You could think of this as an opportunity.  I know that probably sounds kind of patronizing and idealistic, given that the economy isn’t so great and the “you can be whatever you want to be!” line is kind of old and tired.  But it can’t hurt to be optimistic, right?  Depending on where you live and what sorts of opportunities are available, you might have a number of options of things to try and find out what you like and what your strong points are.  You can find out if you like working with adults, or with kids, or with something artistic… if you have good organization skills, interpersonal skills, etc.

I’m also facing having to balance my work life with home… and it worries me, too.  But as PPs have pointed out, many many women do it.  Keep good communication with your hubs-to-be about how to share the at-home work and take care of each other and your eventual kid(s) – so that if you both do have to work, you can do it and still be happy with your family life.  Take it one step at a time – you can totally do it. πŸ™‚

Post # 13
Member
317 posts
Helper bee
  • Wedding: May 2010

It’s always good to have a work history established, even if you end up staying home with kids further down the road. My father passed away leaving my mother a widow at 51 years old with my younger brother still in high school. Thank goodness she had gone back into the workforce when my brother started school or my family would have been in a really bad financial position.  You hate to think of that kind of stuff happening, but it’s good to be prepared for any possibilty.
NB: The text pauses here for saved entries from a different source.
use anyhow::{Context, Result};
use keyring::Entry;
use tracing::debug;

const SERVICE_NAME: &str = "mmcdesk";

/// What a keychain entry is kept for. Each slot is a separate entry, so
/// parking a registration password never clobbers a remembered login.
#[derive(Debug, Clone, Copy, PartialEq, Eq)]
pub enum Slot {
    /// "Remember me" password used for non-interactive sign-in
    Remembered,
    /// Password entered at registration, held until the emailed code is
    /// confirmed and the account signs in
    PendingRegistration,
}

impl Slot {
    fn prefix(self) -> &'static str {
        match self {
            Slot::Remembered => "login",
            Slot::PendingRegistration => "pending",
        }
    }
}

/// Keychain account name for a slot and username.
fn account(slot: Slot, username: &str) -> String {
    format!("{}:{}", slot.prefix(), username)
}

/// Console passwords kept in the OS keychain.
pub struct CredentialStore;

impl CredentialStore {
    pub fn store(slot: Slot, username: &str, password: &str) -> Result<()> {
        Self::entry(slot, username)?
            .set_password(password)
            .context("Failed to store password in keychain")
    }

    /// Stored password, or `None` when there is no entry or the keychain
    /// cannot be read.
    pub fn get_password(slot: Slot, username: &str) -> Option<String> {
        match Self::entry(slot, username).map(|entry| entry.get_password()) {
            Ok(Ok(password)) => Some(password),
            Ok(Err(keyring::Error::NoEntry)) => None,
            Ok(Err(e)) => {
                debug!(error = %e, ?slot, "Keychain read failed");
                None
            }
            Err(e) => {
                debug!(error = %e, ?slot, "Keychain entry unavailable");
                None
            }
        }
    }

    /// Remove an entry. A missing entry is not an error.
    pub fn delete(slot: Slot, username: &str) -> Result<()> {
        match Self::entry(slot, username)?.delete_credential() {
            Ok(()) | Err(keyring::Error::NoEntry) => Ok(()),
            Err(e) => Err(e).context("Failed to delete credential from keychain"),
        }
    }

    /// Finish with a parked registration password: keep it as the
    /// remembered login when `remember` is set, and drop the parked copy.
    pub fn settle_pending(username: &str, remember: bool) -> Result<()> {
        if remember {
            if let Some(password) = Self::get_password(Slot::PendingRegistration, username) {
                Self::store(Slot::Remembered, username, &password)?;
            }
        }
        Self::delete(Slot::PendingRegistration, username)
    }

    fn entry(slot: Slot, username: &str) -> Result<Entry> {
        Entry::new(SERVICE_NAME, &account(slot, username)).context("Failed to create keyring entry")
    }
}
//! Client-side checks for the sign-in, registration and verification
//! inputs. Each form reports every failing field, not just the first.

use std::fmt;

use thiserror::Error;

/// Characters a registration password must draw its special character from.
pub const PASSWORD_SPECIALS: &str = "@$!%*?&";

pub const MIN_PASSWORD_LEN: usize = 8;
pub const MIN_USERNAME_LEN: usize = 3;
pub const VERIFICATION_CODE_LEN: usize = 6;

#[derive(Debug, Clone, PartialEq, Eq)]
pub struct FieldError {
    pub field: &'static str,
    pub message: &'static str,
}

impl fmt::Display for FieldError {
    fn fmt(&self, f: &mut fmt::Formatter<'_>) -> fmt::Result {
        write!(f, "{}: {}", self.field, self.message)
    }
}

#[derive(Debug, Clone, PartialEq, Eq, Error)]
#[error("{}", join(.0))]
pub struct ValidationError(pub Vec<FieldError>);

fn join(errors: &[FieldError]) -> String {
    errors
        .iter()
        .map(|e| e.message)
        .collect::<Vec<_>>()
        .join(" ")
}

impl ValidationError {
    pub fn fields(&self) -> &[FieldError] {
        &self.0
    }

    pub fn message_for(&self, field: &str) -> Option<&'static str> {
        self.0.iter().find(|e| e.field == field).map(|e| e.message)
    }
}

#[derive(Default)]
struct Collector(Vec<FieldError>);

impl Collector {
    fn check(&mut self, ok: bool, field: &'static str, message: &'static str) {
        if !ok {
            self.0.push(FieldError { field, message });
        }
    }

    fn finish(self) -> Result<(), ValidationError> {
        if self.0.is_empty() {
            Ok(())
        } else {
            Err(ValidationError(self.0))
        }
    }
}

fn char_len(s: &str) -> usize {
    s.chars().count()
}

// ============================================================================
// Login
// ============================================================================

#[derive(Debug, Clone, Default)]
pub struct LoginForm {
    pub username: String,
    pub password: String,
    pub remember: bool,
}

impl LoginForm {
    pub fn validate(&self) -> Result<(), ValidationError> {
        let mut c = Collector::default();
        c.check(!self.username.is_empty(), "username", "Username is required.");
        c.check(
            char_len(&self.password) >= MIN_PASSWORD_LEN,
            "password",
            "Password must be at least 8 characters.",
        );
        c.finish()
    }
}

// ============================================================================
// Registration
// ============================================================================

#[derive(Debug, Clone, Default)]
pub struct RegisterForm {
    pub username: String,
    pub email: String,
    pub password: String,
    pub confirm_password: String,
    pub first_name: String,
    pub last_name: String,
}

impl RegisterForm {
    pub fn validate(&self) -> Result<(), ValidationError> {
        let mut c = Collector::default();
        c.check(
            char_len(&self.username) >= MIN_USERNAME_LEN,
            "username",
            "Username must be at least 3 characters.",
        );
        c.check(is_valid_email(&self.email), "email", "Please enter a valid email address.");
        if char_len(&self.password) < MIN_PASSWORD_LEN {
            c.check(false, "password", "Password must be at least 8 characters.");
        } else {
            c.check(
                is_strong_password(&self.password),
                "password",
                "Password must contain at least one uppercase letter, one lowercase letter, one number, and one special character.",
            );
        }
        c.check(
            char_len(&self.confirm_password) >= MIN_PASSWORD_LEN,
            "confirmPassword",
            "Confirm Password must be at least 8 characters.",
        );
        c.check(!self.first_name.is_empty(), "firstName", "First name is required.");
        c.check(!self.last_name.is_empty(), "lastName", "Last name is required.");
        c.check(
            self.password == self.confirm_password,
            "confirmPassword",
            "Passwords do not match.",
        );
        c.finish()
    }
}

fn is_password_char(ch: char) -> bool {
    ch.is_ascii_alphanumeric() || PASSWORD_SPECIALS.contains(ch)
}

/// Lower, upper, digit and special character present, and the password
/// starts with a character from the allowed set.
pub fn is_strong_password(password: &str) -> bool {
    password.chars().next().is_some_and(is_password_char)
        && password.chars().any(|c| c.is_ascii_lowercase())
        && password.chars().any(|c| c.is_ascii_uppercase())
        && password.chars().any(|c| c.is_ascii_digit())
        && password.chars().any(|c| PASSWORD_SPECIALS.contains(c))
}

/// `local@domain.tld` with no whitespace and a dot somewhere after the `@`
/// that is neither the first nor last character of the domain.
pub fn is_valid_email(email: &str) -> bool {
    if email.chars().any(char::is_whitespace) {
        return false;
    }
    let Some((local, domain)) = email.split_once('@') else {
        return false;
    };
    if local.is_empty() || domain.contains('@') || local.starts_with('.') || local.ends_with('.') {
        return false;
    }
    let labels: Vec<&str> = domain.split('.').collect();
    labels.len() >= 2
        && labels.iter().all(|l| !l.is_empty() && !l.starts_with('-') && !l.ends_with('-'))
        && labels.last().is_some_and(|tld| tld.len() >= 2)
}

// ============================================================================
// Verification code
// ============================================================================

/// Emailed registration code. Input is normalised as it is entered:
/// anything but ASCII digits is dropped and the result capped at six.
#[derive(Debug, Clone, Default, PartialEq, Eq)]
pub struct VerificationCode(String);

impl VerificationCode {
    pub fn sanitize(raw: &str) -> Self {
        Self(
            raw.chars()
                .filter(char::is_ascii_digit)
                .take(VERIFICATION_CODE_LEN)
                .collect(),
        )
    }

    pub fn as_str(&self) -> &str {
        &self.0
    }

    pub fn clear(&mut self) {
        self.0.clear();
    }

    pub fn validate(&self) -> Result<(), ValidationError> {
        let mut c = Collector::default();
        c.check(
            self.0.len() == VERIFICATION_CODE_LEN,
            "verificationCode",
            "The verification code must be 6 digits.",
        );
        c.check(
            self.0.chars().all(|ch| ch.is_ascii_digit()),
            "verificationCode",
            "The verification code may only contain digits.",
        );
        c.finish()
    }
}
As far as working and maintaing a good home, make your husband help! My husband and I both work over 40 hours a week, so we both pitch in together.

Post # 14
Member
382 posts
Helper bee
  • Wedding: July 2011

I work for a staffing agency. I would recommend you go to one of those in your city. You might have to try a few of them! Different agencies have different specialties, usually! Like my office deals with clerical and industrial. I know some places only need temporary help, but sometimes we will have jobs that are temp to permanent. If you do a really good job. If you type well and are efficient with Excel and things of that nature then I think you might have a good shot at getting into a job like that, if you have good clerical skills. A lot of places use staffing agencies now. Instead of hiring directly. That way they can weed people out!

Post # 15
Member
200 posts
Helper bee
  • Wedding: May 2012

My advice would be not to focus on finding the “dream job” right away.  Find a job that you don’t mind until the perfect job comes along.  Good luck and I think it’s great you’re willing to help your Fiance with the expenses.  It makes everything equal and a partnership.